(dissenting):
The issue of the validity of residency requirements for public office is not before this court. We heartily agree with the reasoning in Draper v. Phelps supra, and Box v. State Election Board supra, *773cited by the majority. Obviously if a candidate has not been a resident in a district for six months preceding his filing, he could not have been registered there for six months. However, these cases do not address the registration requirement itself. The issue presented in Draper was more specific than the majority would lead us to believe. The precise question discussed was not whether the entire § 108 was a denial of equal protection but rather whether creating the durational residency requirements was constitutional as a valid state interest. Whether the Legislature may enlarge the- constitutional qualifications as to length of time a representative must be registered in the district where he intends to file has not been answered by this court or by any decision cited by the majority.
To argue as does the majority that if the Legislature may make reasonable dura-tional residency requirements it may make additional durational registrational requirements is manufacturing a premise based on neither constitutional regulatory power nor precedent.
The above distinction should be recognized by this state.1 In Henderson v. Fort Worth Independent School District, 526 F.2d 286 (5th Cir. 1976) we find a situation similar to the present case. The Texas Legislature enacted a statute which had the effect of requiring a candidate for a district school board to have been a registered voter in that district for three years. The Fifth Circuit specifically distinguished this requirement from that of residency. As an example a potential candidate could have been a resident of a school district all his life and still not be eligible to become a candidate for the school board under the Texas statute. The court held the right to be a candidate for public office is a fundamental right, consequently the provision seeking to limit this right must be subjected to strict scrutiny to ascertain whether such limitation promotes a compelling state interest. “However, voter registration for a period of three years is, at best, a crude index of the capabilities of a potential candidate. The background, experience, and political views of the potential candidate are, among others, the indicia of' merit and capability.
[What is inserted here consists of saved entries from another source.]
//! 重定向配置资产
//!
//! 资产是纯数据；初始化时按实例整体复制（Clone），运行期调参只改副本，
//! 共享资产永不被运行时修改。持久化由外部资产系统负责。

use std::sync::Arc;

use bitflags::bitflags;
use glam::{Quat, Vec3};

use crate::skeleton::Skeleton;

use super::chain::BoneChainDef;

bitflags! {
    /// 启用的重定向阶段
    #[derive(Clone, Copy, Debug, PartialEq, Eq)]
    pub struct RetargetPasses: u32 {
        /// 根骨骼重定向
        const ROOT = 1 << 0;
        /// FK 链重定向
        const FK = 1 << 1;
        /// IK 链修正
        const IK = 1 << 2;
    }
}

impl Default for RetargetPasses {
    fn default() -> Self {
        Self::IK
    }
}

/// FK 链旋转传递模式
#[derive(Clone, Copy, Debug, Default, PartialEq, Eq)]
pub enum RotationMode {
    /// 按链长参数插值采样源链
    #[default]
    Interpolated,
    /// 逐骨骼一对一（超出部分取源链末端）
    OneToOne,
    /// 不传递旋转（保持参考姿态）
    None,
}

/// FK 链平移传递模式
#[derive(Clone, Copy, Debug, Default, PartialEq, Eq)]
pub enum TranslationMode {
    /// 不传递平移（沿用参考姿态的本地偏移）
    #[default]
    None,
    /// 源平移按根骨骼比例缩放
    GloballyScaled,
    /// 直接使用源平移
    Absolute,
}

/// 单条链的重定向设置
#[derive(Clone, Debug)]
pub struct ChainSettings {
    /// 是否启用 FK 传递
    pub fk_enabled: bool,
    pub rotation_mode: RotationMode,
    pub rotation_alpha: f32,
    pub translation_mode: TranslationMode,
    pub translation_alpha: f32,

    /// 是否启用 IK 修正
    pub ik_enabled: bool,
    /// 是否驱动 IK 目标（关闭时目标取 FK 结果，等于不修正位置）
    pub drive_ik_goal: bool,
    /// 目标位置向源末端位置混合的总量
    pub blend_to_source: f32,
    /// 逐轴混合权重
    pub blend_to_source_weights: Vec3,
    /// 目标位置全局静态偏移
    pub static_offset: Vec3,
    /// 目标位置末端本地静态偏移
    pub static_local_offset: Vec3,
    /// 末端静态旋转偏移
    pub static_rotation_offset: Quat,
    /// 伸展系数（1.0 为原始长度）
    pub extension: f32,
}

impl Default for ChainSettings {
    fn default() -> Self {
        Self {
            fk_enabled: false,
            rotation_mode: RotationMode::default(),
            rotation_alpha: 1.0,
            translation_mode: TranslationMode::default(),
            translation_alpha: 1.0,
            ik_enabled: true,
            drive_ik_goal: true,
            blend_to_source: 0.0,
            blend_to_source_weights: Vec3::ONE,
            static_offset: Vec3::ZERO,
            static_local_offset: Vec3::ZERO,
            static_rotation_offset: Quat::IDENTITY,
            extension: 1.0,
        }
    }
}

/// IK 目标定义
#[derive(Clone, Debug)]
pub struct IkGoalDef {
    /// 目标名
    pub name: String,
    /// 驱动的目标骨骼名（应为链末端）
    pub target_bone: String,
    /// 位置混合权重
    pub position_alpha: f32,
    /// 旋转混合权重
    pub rotation_alpha: f32,
}

impl IkGoalDef {
    pub fn new(name: impl Into<String>, target_bone: impl Into<String>) -> Self {
        Self {
            name: name.into(),
            target_bone: target_bone.into(),
            position_alpha: 1.0,
            rotation_alpha: 1.0,
        }
    }
}

/// 源链 → 目标链 的配对
#[derive(Clone, Debug)]
pub struct ChainMapping {
    pub name: String,
    /// 未配对时为 None（该目标链不参与链式重定向）
    pub source_chain: Option<BoneChainDef>,
    pub target_chain: BoneChainDef,
    pub settings: ChainSettings,
}

/// 根骨骼重定向设置
#[derive(Clone, Debug)]
pub struct RootSettings {
    pub global_scale_horizontal: f32,
    pub global_scale_vertical: f32,
    /// 根位置向源位置混合
    pub blend_to_source: f32,
    pub static_offset: Vec3,
    pub static_rotation_offset: Quat,
}

impl Default for RootSettings {
    fn default() -> Self {
        Self {
            global_scale_horizontal: 1.0,
            global_scale_vertical: 1.0,
            blend_to_source: 0.0,
            static_offset: Vec3::ZERO,
            static_rotation_offset: Quat::IDENTITY,
        }
    }
}

/// 重定向配置资产
///
/// 初始化要求 source/target 骨架引用均已加载；任一缺失则初始化
/// 失败收敛为"未初始化"。
#[derive(Clone, Debug, Default)]
pub struct RetargetAsset {
    pub name: String,
    pub source_skeleton: Option<Arc<Skeleton>>,
    pub target_skeleton: Option<Arc<Skeleton>>,
    /// 源/目标根骨骼名（根骨骼重定向用，可缺省）
    pub source_root_bone: Option<String>,
    pub target_root_bone: Option<String>,
    pub chains: Vec<ChainMapping>,
    pub goals: Vec<IkGoalDef>,
    pub root_settings: RootSettings,
    pub passes: RetargetPasses,
    /// 编辑器实时预览：每次求值前把资产设置同步进处理器
    pub live_sync: bool,
}

impl RetargetAsset {
    pub fn new(name: impl Into<String>) -> Self {
        Self {
            name: name.into(),
            passes: RetargetPasses::default(),
            ..Self::default()
        }
    }

    /// 按名称查找 IK 目标定义
    pub fn find_goal(&self, name: &str) -> Option<&IkGoalDef> {
        self.goals.iter().find(|goal| goal.name == name)
    }
}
No one contends, or could, that the state is empowered to impose qualifications or requirements in these areas. On the contrary, the power to make necessary subjective discriminations on the basis of background, experience, or political philosophy rests with the voters of the Fort Worth School District. It can be assumed that opposing candidates will bring deficiencies in any of these areas to the attention of the voters.” Henderson v. Fort Worth Independent School District supra, at p. 292. The court held the provision requiring three years registration denied rights secured by the equal protection clause of the 14th amendment. Nowhere did the court state that its decision would have been any different if the required pre-candidacy registration was for a shorter length of time. If the residency requirements are met, the state can have no compelling state interest in durational registration in the district, whether it be three years or six months.
In Cornell v. McAllister supra, a legislative provision requiring a Certified Public Accountant certificate as a qualification for office of state examiner and inspector was held ineffective because the Oklahoma Constitution required only that he have three years experience as an expert accountant to qualify for the office. This court stated that the additional condition was tantamount to enlarging constitutional requirements for holding the office and thus invalid.
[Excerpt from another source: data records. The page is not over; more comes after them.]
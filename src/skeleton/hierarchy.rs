//! 骨架拓扑
//!
//! 骨架在网格资产加载时构建一次，之后只读共享。
//! 不变式：非根骨骼的父索引严格小于自身索引（拓扑序），
//! 因此按索引顺序一次遍历即可完成 local → global 的姿态传播。

use std::collections::HashMap;

use crate::{RetargetError, Result};

use super::BoneTransform;

/// 尚未缓存分支末端的占位值
const INVALID_BRANCH_INDEX: i32 = -2;

/// 构建骨架用的单骨骼描述
#[derive(Clone, Debug)]
pub struct BoneDef {
    /// 骨骼名（骨架内唯一）
    pub name: String,
    /// 父骨骼索引（None 表示根）
    pub parent: Option<usize>,
    /// 父相对参考姿态
    pub ref_local: BoneTransform,
}

impl BoneDef {
    pub fn new(name: impl Into<String>, parent: Option<usize>, ref_local: BoneTransform) -> Self {
        Self {
            name: name.into(),
            parent,
            ref_local,
        }
    }
}

/// 骨架拓扑 + 参考姿态
///
/// 构建后不可变，经 `Arc` 在多个处理器间共享。
#[derive(Debug)]
pub struct Skeleton {
    bone_names: Vec<String>,
    parent_indices: Vec<Option<usize>>,
    name_to_index: HashMap<String, usize>,
    ref_pose_local: Vec<BoneTransform>,
    ref_pose_global: Vec<BoneTransform>,
    /// 每骨骼子树的末端索引缓存（含自身后代的最大索引，叶节点为 -1）
    end_of_branch: Vec<i32>,
}

impl Skeleton {
    /// 从骨骼描述序列构建骨架
    ///
    /// 校验：非空、名称唯一、父索引满足拓扑序。
    pub fn new(bones: Vec<BoneDef>) -> Result<Self> {
        if bones.is_empty() {
            return Err(RetargetError::EmptySkeleton);
        }

        let mut bone_names = Vec::with_capacity(bones.len());
        let mut parent_indices = Vec::with_capacity(bones.len());
        let mut name_to_index = HashMap::with_capacity(bones.len());
        let mut ref_pose_local = Vec::with_capacity(bones.len());

        for (index, bone) in bones.into_iter().enumerate() {
            if name_to_index.contains_key(&bone.name) {
                return Err(RetargetError::DuplicateBoneName(bone.name));
            }
            if let Some(parent) = bone.parent {
                if parent >= index {
                    return Err(RetargetError::BadParentOrder {
                        bone: bone.name,
                        index,
                        parent,
                    });
                }
            }
            name_to_index.insert(bone.name.clone(), index);
            bone_names.push(bone.name);
            parent_indices.push(bone.parent);
            ref_pose_local.push(bone.ref_local);
        }

        let end_of_branch = Self::compute_end_of_branch(&parent_indices);

        let mut skeleton = Self {
            bone_names,
            parent_indices,
            name_to_index,
            ref_pose_global: ref_pose_local.clone(),
            ref_pose_local,
            end_of_branch,
        };

        // 参考姿态转到组件空间（根骨骼的本地变换即组件空间）
        let local = skeleton.ref_pose_local.clone();
        let mut global = local.clone();
        skeleton.update_global_below(0, &local, &mut global);
        skeleton.ref_pose_global = global;

        Ok(skeleton)
    }

    /// 预计算每骨骼的分支末端索引
    ///
    /// 拓扑序保证子树的索引是连续区间 [i+1, end]；
    /// 一旦遇到父索引不大于 i 父的骨骼即离开分支。
    fn compute_end_of_branch(parent_indices: &[Option<usize>]) -> Vec<i32> {
        let count = parent_indices.len();
        let mut cache = vec![INVALID_BRANCH_INDEX; count];

        for index in 0..count {
            if index == 0 {
                cache[0] = count as i32 - 1;
                continue;
            }

            cache[index] = -1;
            let start_parent = parent_indices[index];
            let mut bone = index + 1;
            while bone < count {
                let parent = parent_indices[bone];
                // 子树内所有骨骼的父都严格大于 start_parent
                let inside = match (parent, start_parent) {
                    (Some(p), Some(sp)) => p > sp,
                    (Some(_), None) => true,
                    (None, _) => false,
                };
                if !inside {
                    break;
                }
                cache[index] = bone as i32;
                bone += 1;
            }
        }

        cache
    }

    // ========================================
    // 访问器
    // ========================================

    #[inline]
    pub fn bone_count(&self) -> usize {
        self.bone_names.len()
    }

    #[inline]
    pub fn bone_name(&self, index: usize) -> Option<&str> {
        self.bone_names.get(index).map(String::as_str)
    }

    /// 按名称查找骨骼
    #[inline]
    pub fn find_bone_by_name(&self, name: &str) -> Option<usize> {
        self.name_to_index.get(name).copied()
    }

    #[inline]
    pub fn parent_of(&self, index: usize) -> Option<usize> {
        self.parent_indices.get(index).copied().flatten()
    }

    #[inline]
    pub fn ref_pose_local(&self) -> &[BoneTransform] {
        &self.ref_pose_local
    }

    #[inline]
    pub fn ref_pose_global(&self) -> &[BoneTransform] {
        &self.ref_pose_global
    }

    /// 直接子骨骼
    pub fn children_of(&self, index: usize) -> Vec<usize> {
        let mut children = Vec::new();
        let Some(&end) = self.end_of_branch.get(index) else {
            return children;
        };
        if end < 0 {
            return children;
        }
        for child in index + 1..=end as usize {
            if self.parent_indices[child] == Some(index) {
                children.push(child);
            }
        }
        children
    }

    /// potential_parent 是否为 child 的祖先
    pub fn is_parent_of(&self, potential_parent: usize, child: usize) -> bool {
        let mut parent = self.parent_of(child);
        while let Some(p) = parent {
            if p == potential_parent {
                return true;
            }
            parent = self.parent_of(p);
        }
        false
    }

    // ========================================
    // 姿态空间转换
    // ========================================

    /// 单骨骼 local → global（根骨骼本身视为已在组件空间）
    pub fn update_global_of_single(
        &self,
        index: usize,
        local_pose: &[BoneTransform],
        global_pose: &mut [BoneTransform],
    ) {
        let Some(parent) = self.parent_of(index) else {
            return;
        };
        global_pose[index] = BoneTransform::compose(&global_pose[parent], &local_pose[index]);
    }

    /// 从 start 之后的所有骨骼按拓扑序重建组件空间姿态
    pub fn update_global_below(
        &self,
        start: usize,
        local_pose: &[BoneTransform],
        global_pose: &mut [BoneTransform],
    ) {
        debug_assert_eq!(local_pose.len(), self.bone_count());
        debug_assert_eq!(global_pose.len(), self.bone_count());
        for index in start + 1..global_pose.len() {
            self.update_global_of_single(index, local_pose, global_pose);
        }
    }

    /// 按参考姿态的本地变换，挂接到当前姿态的父骨骼下
    ///
    /// 用于无源映射骨骼的回退：保持层级一致地回到参考姿态。
    pub fn global_ref_pose_of_single(
        &self,
        index: usize,
        current_global: &[BoneTransform],
    ) -> BoneTransform {
        match self.parent_of(index) {
            None => self.ref_pose_local[index],
            Some(parent) => {
                BoneTransform::compose(&current_global[parent], &self.ref_pose_local[index])
            }
        }
    }
}

#[cfg(test)]
mod tests {
    use super::*;
    use glam::Vec3;

    fn chain_skeleton() -> Skeleton {
        // Root - Spine - Head，每节向上 1 单位
        Skeleton::new(vec![
            BoneDef::new("Root", None, BoneTransform::IDENTITY),
            BoneDef::new(
                "Spine",
                Some(0),
                BoneTransform::from_translation(Vec3::Y),
            ),
            BoneDef::new("Head", Some(1), BoneTransform::from_translation(Vec3::Y)),
        ])
        .unwrap()
    }

    #[test]
    fn test_ref_pose_global() {
        let skeleton = chain_skeleton();
        assert_eq!(skeleton.bone_count(), 3);
        assert!((skeleton.ref_pose_global()[2].translation - Vec3::new(0.0, 2.0, 0.0)).length() < 1e-6);
    }

    #[test]
    fn test_rejects_bad_parent_order() {
        let result = Skeleton::new(vec![
            BoneDef::new("A", Some(1), BoneTransform::IDENTITY),
            BoneDef::new("B", None, BoneTransform::IDENTITY),
        ]);
        assert!(matches!(result, Err(RetargetError::BadParentOrder { .. })));
    }

    #[test]
    fn test_rejects_duplicate_name() {
        let result = Skeleton::new(vec![
            BoneDef::new("A", None, BoneTransform::IDENTITY),
            BoneDef::new("A", Some(0), BoneTransform::IDENTITY),
        ]);
        assert!(matches!(result, Err(RetargetError::DuplicateBoneName(_))));
    }

    #[test]
    fn test_children_and_ancestry() {
        // Root 下两条分支：Root -> A -> B, Root -> C
        let skeleton = Skeleton::new(vec![
            BoneDef::new("Root", None, BoneTransform::IDENTITY),
            BoneDef::new("A", Some(0), BoneTransform::IDENTITY),
            BoneDef::new("B", Some(1), BoneTransform::IDENTITY),
            BoneDef::new("C", Some(0), BoneTransform::IDENTITY),
        ])
        .unwrap();

        assert_eq!(skeleton.children_of(0), vec![1, 3]);
        assert_eq!(skeleton.children_of(1), vec![2]);
        assert!(skeleton.children_of(2).is_empty());
        assert!(skeleton.is_parent_of(0, 2));
        assert!(!skeleton.is_parent_of(1, 3));
    }

    #[test]
    fn test_global_ref_pose_follows_current_parent() {
        let skeleton = chain_skeleton();
        let mut pose = skeleton.ref_pose_global().to_vec();
        // 把 Spine 挪走，Head 的参考回退应挂在新位置下
        pose[1].translation = Vec3::new(5.0, 1.0, 0.0);
        let head = skeleton.global_ref_pose_of_single(2, &pose);
        assert!((head.translation - Vec3::new(5.0, 2.0, 0.0)).length() < 1e-6);
    }
}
The majority’s argument that Article 5 § 17 of the Oklahoma Constitution may be enlarged upon by the Legislature in contravention of Cornell because it applies to representatives upon their election to office and not to their qualifications for candidacy is an unsuccessful attempt *774to dichotomize. A qualification for candidacy is a qualification for office.
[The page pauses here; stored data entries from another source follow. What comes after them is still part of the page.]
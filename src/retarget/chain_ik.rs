//! IK 链编解码
//!
//! 编码端把源肢体的末端方向按初始长度归一化（伸展百分比），
//! 解码端用"目标链起点 + 归一化方向 × 目标初始长度"得到目标位置，
//! 因此不同比例的骨架会得到同等伸展程度的肢体，而不是同一个绝对点。

use glam::Vec3;

use crate::ik::IkGoal;
use crate::skeleton::BoneTransform;
use crate::{RetargetError, Result};

use super::asset::ChainSettings;

const LENGTH_EPSILON: f32 = 1.0e-4;

/// 源链编码状态
#[derive(Clone, Copy, Debug, Default)]
struct SourceChainIk {
    start_bone: usize,
    end_bone: usize,
    inv_initial_length: f32,
    current_end_position: Vec3,
    /// 起点→末端方向 × 当前伸展百分比
    current_end_direction_normalized: Vec3,
}

/// 目标链解码状态
#[derive(Clone, Copy, Debug, Default)]
struct TargetChainIk {
    start_bone: usize,
    end_bone: usize,
    initial_length: f32,
}

/// IK 链重定向器
#[derive(Clone, Copy, Debug, Default)]
pub(crate) struct IkChainRetargeter {
    source: SourceChainIk,
    target: TargetChainIk,
}

impl IkChainRetargeter {
    /// 初始化源侧：至少 3 节、初始长度非零
    pub(crate) fn initialize_source(
        chain_name: &str,
        indices: &[usize],
        initial_global: &[BoneTransform],
    ) -> Result<SourceSide> {
        if indices.len() < 3 {
            log::warn!(
                "[Retarget] IK 链 '{chain_name}' 源侧不足 3 节（{}），无法做 IK 重定向",
                indices.len()
            );
            return Err(RetargetError::ChainZeroLength {
                chain: chain_name.to_string(),
            });
        }

        let start_bone = indices[0];
        let end_bone = *indices.last().unwrap_or(&start_bone);
        let length = (initial_global[start_bone].translation
            - initial_global[end_bone].translation)
            .length();
        if length <= LENGTH_EPSILON {
            return Err(RetargetError::ChainZeroLength {
                chain: chain_name.to_string(),
            });
        }

        Ok(SourceSide(SourceChainIk {
            start_bone,
            end_bone,
            inv_initial_length: 1.0 / length,
            ..SourceChainIk::default()
        }))
    }

    /// 初始化目标侧：至少 3 节、初始长度非零
    pub(crate) fn initialize_target(
        chain_name: &str,
        indices: &[usize],
        initial_global: &[BoneTransform],
    ) -> Result<TargetSide> {
        if indices.len() < 3 {
            log::warn!(
                "[Retarget] IK 链 '{chain_name}' 目标侧不足 3 节（{}），无法做 IK 重定向",
                indices.len()
            );
            return Err(RetargetError::ChainZeroLength {
                chain: chain_name.to_string(),
            });
        }

        let start_bone = indices[0];
        let end_bone = *indices.last().unwrap_or(&start_bone);
        let length = (initial_global[start_bone].translation
            - initial_global[end_bone].translation)
            .length();
        if length <= LENGTH_EPSILON {
            return Err(RetargetError::ChainZeroLength {
                chain: chain_name.to_string(),
            });
        }

        Ok(TargetSide(TargetChainIk {
            start_bone,
            end_bone,
            initial_length: length,
        }))
    }

    pub(crate) fn new(source: SourceSide, target: TargetSide) -> Self {
        Self {
            source: source.0,
            target: target.0,
        }
    }

    /// 记录本帧源肢体的伸展状态
    pub(crate) fn encode_pose(&mut self, source_global: &[BoneTransform]) {
        let start = source_global[self.source.start_bone].translation;
        let end = source_global[self.source.end_bone].translation;

        let limb = end - start;
        let length = limb.length();
        let direction = limb.normalize_or_zero();
        // 伸展百分比：当前长度相对初始长度
        let normalized_length = length * self.source.inv_initial_length;

        self.source.current_end_position = end;
        self.source.current_end_direction_normalized = direction * normalized_length;
    }

    /// 由当前输出姿态与设置解算 IK 目标
    ///
    /// 末端旋转取输入姿态的末端朝向（FK 阶段已经转好），只追加
    /// 静态旋转偏移，避免双重旋转。
    pub(crate) fn decode_goal(
        &self,
        settings: &ChainSettings,
        current_global: &[BoneTransform],
    ) -> IkGoal {
        let input_end = &current_global[self.target.end_bone];
        let rotation = input_end.rotation;

        if !settings.drive_ik_goal {
            // 目标取上一阶段的结果：IK 不改变位置
            return IkGoal {
                position: input_end.translation,
                rotation,
            };
        }

        let goal_rotation = (rotation * settings.static_rotation_offset).normalize();

        // 位置 = 目标链起点 + 归一化方向 × 目标初始长度
        let start = current_global[self.target.start_bone].translation;
        let mut goal_position =
            start + self.source.current_end_direction_normalized * self.target.initial_length;

        // 向源末端绝对位置混合
        if settings.blend_to_source > LENGTH_EPSILON {
            let weight = settings.blend_to_source * settings.blend_to_source_weights;
            let source_end = self.source.current_end_position;
            goal_position.x = lerp(goal_position.x, source_end.x, weight.x);
            goal_position.y = lerp(goal_position.y, source_end.y, weight.y);
            goal_position.z = lerp(goal_position.z, source_end.z, weight.z);
        }

        goal_position += settings.static_offset;
        goal_position += goal_rotation * settings.static_local_offset;

        // 伸展系数
        if (settings.extension - 1.0).abs() > LENGTH_EPSILON {
            goal_position = start + (goal_position - start) * settings.extension;
        }

        IkGoal {
            position: goal_position,
            rotation: goal_rotation,
        }
    }

    #[inline]
    pub(crate) fn target_end_bone(&self) -> usize {
        self.target.end_bone
    }
}

/// 初始化产物的新类型包装，防止源/目标侧传反
#[derive(Clone, Copy, Debug)]
pub(crate) struct SourceSide(SourceChainIk);

#[derive(Clone, Copy, Debug)]
pub(crate) struct TargetSide(TargetChainIk);

#[inline]
fn lerp(a: f32, b: f32, t: f32) -> f32 {
    a + (b - a) * t
}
The majority submits the Legislature, under Johnson v. State Election Board supra, has the right to prescribe qualifications for candidates for public office. This syllabus in Johnson was based on dicta in Stafford v. State Election Board, 203 Okl. 132, 218 P.2d 617 (1950) which was a case turning on the narrow point of Stafford's age. Neither Stafford nor Johnson attempts to change the law under Cornell that if these qualifications enlarge upon constitutional prerequisites for holding the office they are ineffective. The challenged statute in Johnson was held not to enlarge upon the constitutional requirements, and thus was a valid exercise of legislative authority.
Because the residency requirement of § 108 has been held valid does not mandate that its registration requirement is also valid. The requisite six months registration in the district does not satisfy any compelling state interest and amounts to a prohibited enlargement of constitutional requirements for holding the office of state representative. I therefore dissent.
. See Lawrence v. City of Issaquah, 84 Wash.2d 146, 524 P.2d 1347 (1974).